WORK TO COMPLETE
The expected output is the first line of the data below and every line after it, up to and including the line containing "let mut bytes = vec![0u8];", each reproduced exactly.

SOURCE DATA
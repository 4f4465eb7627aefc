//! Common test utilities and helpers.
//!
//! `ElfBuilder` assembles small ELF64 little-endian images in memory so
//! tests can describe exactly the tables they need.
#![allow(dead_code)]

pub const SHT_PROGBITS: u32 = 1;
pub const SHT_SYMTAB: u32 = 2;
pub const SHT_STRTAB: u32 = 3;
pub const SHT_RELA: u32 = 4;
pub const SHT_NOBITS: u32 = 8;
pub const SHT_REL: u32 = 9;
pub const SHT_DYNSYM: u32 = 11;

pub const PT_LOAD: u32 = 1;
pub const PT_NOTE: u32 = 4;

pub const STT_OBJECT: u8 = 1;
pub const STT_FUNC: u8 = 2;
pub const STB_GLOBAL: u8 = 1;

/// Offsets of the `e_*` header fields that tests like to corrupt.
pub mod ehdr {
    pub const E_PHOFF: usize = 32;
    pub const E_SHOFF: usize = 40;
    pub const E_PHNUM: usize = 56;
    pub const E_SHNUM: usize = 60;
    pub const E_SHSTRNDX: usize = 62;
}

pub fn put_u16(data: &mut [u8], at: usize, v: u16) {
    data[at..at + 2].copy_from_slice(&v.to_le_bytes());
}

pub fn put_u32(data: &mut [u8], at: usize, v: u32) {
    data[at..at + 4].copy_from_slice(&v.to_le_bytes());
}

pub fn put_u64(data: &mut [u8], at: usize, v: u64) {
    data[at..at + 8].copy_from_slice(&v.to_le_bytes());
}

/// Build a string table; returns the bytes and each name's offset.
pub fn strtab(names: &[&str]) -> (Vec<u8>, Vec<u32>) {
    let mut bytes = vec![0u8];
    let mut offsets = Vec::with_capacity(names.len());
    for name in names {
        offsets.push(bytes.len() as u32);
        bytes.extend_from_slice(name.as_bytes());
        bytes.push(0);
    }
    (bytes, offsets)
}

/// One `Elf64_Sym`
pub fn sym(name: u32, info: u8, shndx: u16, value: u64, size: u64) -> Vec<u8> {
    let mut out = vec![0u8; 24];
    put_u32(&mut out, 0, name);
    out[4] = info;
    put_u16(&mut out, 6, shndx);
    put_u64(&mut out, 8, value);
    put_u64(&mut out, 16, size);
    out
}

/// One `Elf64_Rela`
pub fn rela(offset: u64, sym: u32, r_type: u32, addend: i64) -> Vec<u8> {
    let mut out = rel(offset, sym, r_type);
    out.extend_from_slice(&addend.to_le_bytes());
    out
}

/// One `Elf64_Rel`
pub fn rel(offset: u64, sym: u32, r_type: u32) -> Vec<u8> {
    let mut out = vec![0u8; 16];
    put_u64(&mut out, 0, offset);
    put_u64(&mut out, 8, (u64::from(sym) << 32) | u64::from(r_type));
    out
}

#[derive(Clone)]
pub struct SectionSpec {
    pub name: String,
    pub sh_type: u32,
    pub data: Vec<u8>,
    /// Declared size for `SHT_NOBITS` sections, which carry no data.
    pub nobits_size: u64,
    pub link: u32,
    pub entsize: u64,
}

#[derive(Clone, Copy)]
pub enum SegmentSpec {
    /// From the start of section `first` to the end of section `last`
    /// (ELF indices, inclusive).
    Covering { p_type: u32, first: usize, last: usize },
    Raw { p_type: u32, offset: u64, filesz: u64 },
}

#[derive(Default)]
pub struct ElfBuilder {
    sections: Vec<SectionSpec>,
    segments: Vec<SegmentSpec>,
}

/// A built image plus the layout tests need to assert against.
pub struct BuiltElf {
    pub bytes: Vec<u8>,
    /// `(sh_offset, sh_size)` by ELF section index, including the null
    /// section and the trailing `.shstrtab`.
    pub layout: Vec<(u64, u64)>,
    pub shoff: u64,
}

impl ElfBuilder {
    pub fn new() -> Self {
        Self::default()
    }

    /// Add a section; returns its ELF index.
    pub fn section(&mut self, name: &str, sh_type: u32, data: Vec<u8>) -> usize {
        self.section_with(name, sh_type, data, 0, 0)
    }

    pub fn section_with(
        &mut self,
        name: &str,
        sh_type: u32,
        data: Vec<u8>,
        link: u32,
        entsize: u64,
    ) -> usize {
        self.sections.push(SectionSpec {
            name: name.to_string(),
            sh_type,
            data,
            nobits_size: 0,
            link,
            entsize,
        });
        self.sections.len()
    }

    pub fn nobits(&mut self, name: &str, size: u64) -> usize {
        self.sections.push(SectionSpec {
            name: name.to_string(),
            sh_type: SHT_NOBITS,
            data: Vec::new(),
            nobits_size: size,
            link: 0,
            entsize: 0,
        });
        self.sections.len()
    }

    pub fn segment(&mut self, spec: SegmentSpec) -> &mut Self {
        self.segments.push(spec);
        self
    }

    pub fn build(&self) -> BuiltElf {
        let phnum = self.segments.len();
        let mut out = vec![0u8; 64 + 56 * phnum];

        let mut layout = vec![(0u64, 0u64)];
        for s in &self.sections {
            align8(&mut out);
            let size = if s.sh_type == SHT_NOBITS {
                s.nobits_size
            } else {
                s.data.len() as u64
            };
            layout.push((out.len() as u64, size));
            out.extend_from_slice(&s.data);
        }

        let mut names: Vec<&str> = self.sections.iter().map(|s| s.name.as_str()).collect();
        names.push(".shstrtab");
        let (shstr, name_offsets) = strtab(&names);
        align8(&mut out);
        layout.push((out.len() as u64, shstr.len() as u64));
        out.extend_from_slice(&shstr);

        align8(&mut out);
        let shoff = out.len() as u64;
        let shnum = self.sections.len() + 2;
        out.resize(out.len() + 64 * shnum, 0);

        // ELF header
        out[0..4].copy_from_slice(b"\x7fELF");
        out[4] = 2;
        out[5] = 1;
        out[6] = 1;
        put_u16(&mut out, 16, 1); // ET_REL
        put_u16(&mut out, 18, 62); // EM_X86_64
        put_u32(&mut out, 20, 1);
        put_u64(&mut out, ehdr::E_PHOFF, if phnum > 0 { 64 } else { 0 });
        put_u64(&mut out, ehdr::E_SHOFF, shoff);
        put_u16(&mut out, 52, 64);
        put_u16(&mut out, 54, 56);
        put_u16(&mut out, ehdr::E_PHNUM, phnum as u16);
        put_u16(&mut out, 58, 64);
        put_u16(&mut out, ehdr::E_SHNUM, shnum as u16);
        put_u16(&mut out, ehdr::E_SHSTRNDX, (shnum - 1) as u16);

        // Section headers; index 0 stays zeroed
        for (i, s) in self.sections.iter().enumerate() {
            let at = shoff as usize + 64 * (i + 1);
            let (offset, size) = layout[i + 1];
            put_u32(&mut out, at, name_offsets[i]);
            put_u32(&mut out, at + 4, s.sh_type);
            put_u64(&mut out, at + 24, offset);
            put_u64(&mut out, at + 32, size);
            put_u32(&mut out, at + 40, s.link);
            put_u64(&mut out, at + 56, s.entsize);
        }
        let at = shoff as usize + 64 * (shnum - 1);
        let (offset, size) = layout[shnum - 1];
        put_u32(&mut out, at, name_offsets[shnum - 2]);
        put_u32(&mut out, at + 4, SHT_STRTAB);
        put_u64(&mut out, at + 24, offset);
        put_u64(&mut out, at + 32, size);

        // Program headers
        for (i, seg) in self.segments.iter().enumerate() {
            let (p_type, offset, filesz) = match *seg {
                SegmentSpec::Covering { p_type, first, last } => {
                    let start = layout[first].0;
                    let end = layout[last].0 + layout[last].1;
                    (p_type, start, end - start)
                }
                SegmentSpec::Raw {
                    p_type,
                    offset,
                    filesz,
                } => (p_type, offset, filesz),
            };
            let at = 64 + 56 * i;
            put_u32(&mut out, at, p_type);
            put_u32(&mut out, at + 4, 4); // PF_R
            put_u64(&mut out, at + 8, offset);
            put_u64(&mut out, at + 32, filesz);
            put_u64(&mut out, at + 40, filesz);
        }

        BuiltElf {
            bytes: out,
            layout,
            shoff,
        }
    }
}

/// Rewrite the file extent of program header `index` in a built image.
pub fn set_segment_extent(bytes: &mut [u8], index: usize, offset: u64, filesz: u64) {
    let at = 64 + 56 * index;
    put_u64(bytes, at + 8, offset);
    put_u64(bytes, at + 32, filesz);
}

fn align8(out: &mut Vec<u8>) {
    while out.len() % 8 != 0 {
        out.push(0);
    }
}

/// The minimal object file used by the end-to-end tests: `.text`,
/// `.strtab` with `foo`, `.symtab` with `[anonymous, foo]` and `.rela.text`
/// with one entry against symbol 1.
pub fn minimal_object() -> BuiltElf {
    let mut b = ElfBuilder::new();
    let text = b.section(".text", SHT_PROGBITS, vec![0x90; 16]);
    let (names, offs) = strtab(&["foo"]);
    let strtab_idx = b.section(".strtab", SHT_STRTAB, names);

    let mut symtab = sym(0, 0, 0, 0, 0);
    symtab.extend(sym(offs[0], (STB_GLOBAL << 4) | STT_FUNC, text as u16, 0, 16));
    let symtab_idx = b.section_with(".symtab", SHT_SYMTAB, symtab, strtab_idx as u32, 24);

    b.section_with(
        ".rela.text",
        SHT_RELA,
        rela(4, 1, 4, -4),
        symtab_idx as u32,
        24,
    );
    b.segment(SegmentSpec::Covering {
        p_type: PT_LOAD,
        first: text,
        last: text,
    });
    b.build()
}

WRITTEN ANSWER
repository 4f4465eb7627aefc
//! Common test utilities and helpers.
//!
//! `ElfBuilder` assembles small ELF64 little-endian images in memory so
//! tests can describe exactly the tables they need.
#![allow(dead_code)]

pub const SHT_PROGBITS: u32 = 1;
pub const SHT_SYMTAB: u32 = 2;
pub const SHT_STRTAB: u32 = 3;
pub const SHT_RELA: u32 = 4;
pub const SHT_NOBITS: u32 = 8;
pub const SHT_REL: u32 = 9;
pub const SHT_DYNSYM: u32 = 11;

pub const PT_LOAD: u32 = 1;
pub const PT_NOTE: u32 = 4;

pub const STT_OBJECT: u8 = 1;
pub const STT_FUNC: u8 = 2;
pub const STB_GLOBAL: u8 = 1;

/// Offsets of the `e_*` header fields that tests like to corrupt.
pub mod ehdr {
    pub const E_PHOFF: usize = 32;
    pub const E_SHOFF: usize = 40;
    pub const E_PHNUM: usize = 56;
    pub const E_SHNUM: usize = 60;
    pub const E_SHSTRNDX: usize = 62;
}

pub fn put_u16(data: &mut [u8], at: usize, v: u16) {
    data[at..at + 2].copy_from_slice(&v.to_le_bytes());
}

pub fn put_u32(data: &mut [u8], at: usize, v: u32) {
    data[at..at + 4].copy_from_slice(&v.to_le_bytes());
}

pub fn put_u64(data: &mut [u8], at: usize, v: u64) {
    data[at..at + 8].copy_from_slice(&v.to_le_bytes());
}

/// Build a string table; returns the bytes and each name's offset.
pub fn strtab(names: &[&str]) -> (Vec<u8>, Vec<u32>) {
    let mut bytes = vec![0u8];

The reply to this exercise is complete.